38% of marketers shift strategy from customer acquisition to loyalty

    • Marketers are showing limited optimism about the year ahead, with three in 10 of those surveyed by Advertiser Perceptions expecting bigger budgets than in 2022, per findings shared with Marketing Dive. 
    • Among those interviewed by the researcher in December, 37% believe the macro climate will improve in the first quarter. Client-side respondents had a sunnier outlook than those from agencies, with just 10% from the latter category optimistic about Q1.  
    • More than half (55%) of marketers reported inflation is having some sort of impact on their business, while 45% said the same of both rising interest rates and supply chain challenges. In a tough environment, 38% will put a bigger focus on building loyalty with existing customers over acquiring new ones. 

    The gloomiest economic forecasts for early 2023 have yet to come to pass. Inflation has continued to ease, while the jobs market remains resilient, with unemployment at its lowest level in over five decades despite a massive round of tech layoffs. If these trends continue, marketers may enter a period of greater stability that could reward them with more resources. Nearly one-third are already hoping for higher budgets than in 2022, per Advertiser Perceptions. The researcher interviewed over 300 marketer and agency executives with direct involvement in media strategy decisions for its report.

    That said, a larger chunk of respondents foresee their position from 2022 carrying over into the new year, with 54% expecting their budgets will stay the same. Inflation and rising interest rates stand as a commonly cited challenge, while supply chain distribution is also top of mind. 

    One in three marketers saw their budgets cut last year, though the pullbacks ended up being moderate in many cases, according to Advertiser Perceptions. One in four advertisers claimed they gained market share in their category in 2022, and most that lost share were the ones who experienced budget cuts. 

    There is also a divide between client-side marketers and agency executives, with 21% of the former group optimistic about Q1 compared to 10% of the latter. CMOs have a habit of expressing a rosier outlook than is potentially warranted by macroeconomic conditions. Meanwhile, agencies closed out 2022 on a relative high, with several of the large ad-holding groups recently reporting revenue growth during the fourth quarter that bested expectations. 

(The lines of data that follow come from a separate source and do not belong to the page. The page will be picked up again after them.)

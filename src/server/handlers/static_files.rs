//! Download and stylesheet handlers.

use std::path::{Path as FsPath, PathBuf};

use axum::{
    extract::{Path, State},
    http::{header, StatusCode},
    response::{IntoResponse, Response},
};

use super::super::assets;
use super::super::AppState;

/// Serve a downloadable asset from the assets directory.
pub async fn serve_asset(State(state): State<AppState>, Path(path): Path<String>) -> Response {
    let Some(file) = resolve_asset(&state.settings.assets_dir, &path) else {
        return (StatusCode::NOT_FOUND, "File not found").into_response();
    };

    let content = match tokio::fs::read(&file).await {
        Ok(content) => content,
        Err(e) => {
            tracing::error!("Failed to read asset {}: {}", file.display(), e);
            return (StatusCode::INTERNAL_SERVER_ERROR, "Failed to read file").into_response();
        }
    };

    let mime = mime_guess::from_path(&file)
        .first_or_octet_stream()
        .to_string();

    ([(header::CONTENT_TYPE, mime)], content).into_response()
}

/// Serve the stylesheet.
pub async fn serve_css() -> impl IntoResponse {
    ([(header::CONTENT_TYPE, "text/css")], assets::CSS)
}

/// Resolve a requested file inside the assets directory. Rejects absolute
/// paths, traversal components, and symlinks escaping the directory.
fn resolve_asset(assets_dir: &FsPath, requested: &str) -> Option<PathBuf> {
    if requested.contains("..") || requested.starts_with('/') {
        return None;
    }

    let root = assets_dir.canonicalize().ok()?;
    let file = root.join(requested).canonicalize().ok()?;
    file.starts_with(&root).then_some(file)
}
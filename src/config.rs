//! Site configuration.
//!
//! Settings come from an optional `agenda.toml` in the working directory
//! (or an explicit `--config` path), with defaults matching the published
//! conference assets.

use std::path::{Path, PathBuf};

use anyhow::{Context, Result};
use serde::{Deserialize, Serialize};

/// Config file looked up in the working directory when `--config` is absent.
pub const CONFIG_FILE: &str = "agenda.toml";

#[derive(Debug, Clone, Serialize, Deserialize)]
pub struct Settings {
    /// Page heading and browser-tab title.
    #[serde(default = "default_title")]
    pub title: String,

    /// Strapline shown under the overview heading.
    #[serde(default = "default_subtitle")]
    pub subtitle: String,

    /// Directory holding the downloadable assets.
    #[serde(default = "default_assets_dir")]
    pub assets_dir: PathBuf,

    /// Spreadsheet file name inside `assets_dir`.
    #[serde(default = "default_workbook_file")]
    pub workbook_file: String,

    /// PDF file name inside `assets_dir`.
    #[serde(default = "default_pdf_file")]
    pub pdf_file: String,
}

fn default_title() -> String {
    "RACCC 2025 Conference Agenda".to_string()
}

fn default_subtitle() -> String {
    "6th Rwanda Anesthesia and Critical Care Conference".to_string()
}

fn default_assets_dir() -> PathBuf {
    PathBuf::from("assets")
}

fn default_workbook_file() -> String {
    "RACCC 2025 Conference Agenda.xlsx".to_string()
}

fn default_pdf_file() -> String {
    "CONFERENCE AGENDA.pdf".to_string()
}

impl Default for Settings {
    fn default() -> Self {
        Self {
            title: default_title(),
            subtitle: default_subtitle(),
            assets_dir: default_assets_dir(),
            workbook_file: default_workbook_file(),
            pdf_file: default_pdf_file(),
        }
    }
}

impl Settings {
    /// Path of the spreadsheet asset.
    pub fn workbook_path(&self) -> PathBuf {
        self.assets_dir.join(&self.workbook_file)
    }

    /// Path of the PDF asset.
    pub fn pdf_path(&self) -> PathBuf {
        self.assets_dir.join(&self.pdf_file)
    }

    /// Download link target for the spreadsheet. The published file names
    /// contain spaces, so hrefs are percent-encoded.
    pub fn workbook_href(&self) -> String {
        format!("/files/{}", urlencoding::encode(&self.workbook_file))
    }

    /// Download link target for the PDF.
    pub fn pdf_href(&self) -> String {
        format!("/files/{}", urlencoding::encode(&self.pdf_file))
    }
}

/// Load settings from an explicit path, `agenda.toml` when present, or
/// defaults. An explicit path that is missing or malformed is an error.
pub fn load_settings(path: Option<&Path>) -> Result<Settings> {
    let path = match path {
        Some(p) => p.to_path_buf(),
        None => {
            let fallback = PathBuf::from(CONFIG_FILE);
            if !fallback.exists() {
                return Ok(Settings::default());
            }
            fallback
        }
    };

    let raw = std::fs::read_to_string(&path)
        .with_context(|| format!("Failed to read config file: {}", path.display()))?;
    toml::from_str(&raw).with_context(|| format!("Invalid config file: {}", path.display()))
}

#[cfg(test)]
mod tests {
    use super::*;

    #[test]
    fn test_defaults() {
        let settings = Settings::default();
        assert_eq!(settings.title, "RACCC 2025 Conference Agenda");
        assert_eq!(
            settings.workbook_path(),
            PathBuf::from("assets/RACCC 2025 Conference Agenda.xlsx")
        );
        assert_eq!(settings.pdf_path(), PathBuf::from("assets/CONFERENCE AGENDA.pdf"));
    }

    #[test]
    fn test_hrefs_are_percent_encoded() {
        let settings = Settings::default();
        assert_eq!(
            settings.workbook_href(),
            "/files/RACCC%202025%20Conference%20Agenda.xlsx"
        );
        assert_eq!(settings.pdf_href(), "/files/CONFERENCE%20AGENDA.pdf");
    }

    #[test]
    fn test_partial_toml_keeps_defaults() {
        let settings: Settings = toml::from_str(
            r#"
            title = "Test Agenda"
            assets_dir = "public"
            "#,
        )
        .unwrap();
        assert_eq!(settings.title, "Test Agenda");
        assert_eq!(settings.assets_dir, PathBuf::from("public"));
        assert_eq!(settings.pdf_file, "CONFERENCE AGENDA.pdf");
    }

    #[test]
    fn test_load_settings_explicit_path() {
        let dir = tempfile::tempdir().unwrap();
        let path = dir.path().join("agenda.toml");
        std::fs::write(&path, "subtitle = \"Regional Meeting\"\n").unwrap();

        let settings = load_settings(Some(&path)).unwrap();
        assert_eq!(settings.subtitle, "Regional Meeting");
    }

    #[test]
    fn test_load_settings_missing_explicit_path_fails() {
        let dir = tempfile::tempdir().unwrap();
        let path = dir.path().join("nope.toml");
        assert!(load_settings(Some(&path)).is_err());
    }
}
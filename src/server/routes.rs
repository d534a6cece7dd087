//! Router configuration for the agenda server.

use axum::{routing::get, Router};
use tower_http::cors::CorsLayer;

use super::handlers;
use super::AppState;

/// Create the router with all routes.
pub fn create_router(state: AppState) -> Router {
    Router::new()
        // The agenda page
        .route("/", get(handlers::index))
        // Downloadable assets (spreadsheet, PDF)
        .route("/files/*path", get(handlers::serve_asset))
        // Stylesheet
        .route("/static/style.css", get(handlers::serve_css))
        .layer(CorsLayer::permissive())
        .with_state(state)
}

    Marketers still need to be savvy about their media investment decisions in a downturn and with the possibility of additional volatility down the road. Fifty-nine percent of respondents to Advertiser Perceptions said they were moving dollars to higher-performing channels versus 65% who said the same in October. Over one-third (38%) are shifting from a focus on customer acquisition to fostering loyalty and lifetime value among their existing customer base. 

    Planned reallocations of dollars toward social media and connected TV were both down from October, a potential warning sign for embattled platforms like Snap and Meta and also fledging ad-supported streaming bets from the likes of Netflix and Disney. Still, Advertiser Perceptions emphasized that traditional media channels, including linear TV, print and out-of-home, remain the most vulnerable to shocks to the economy.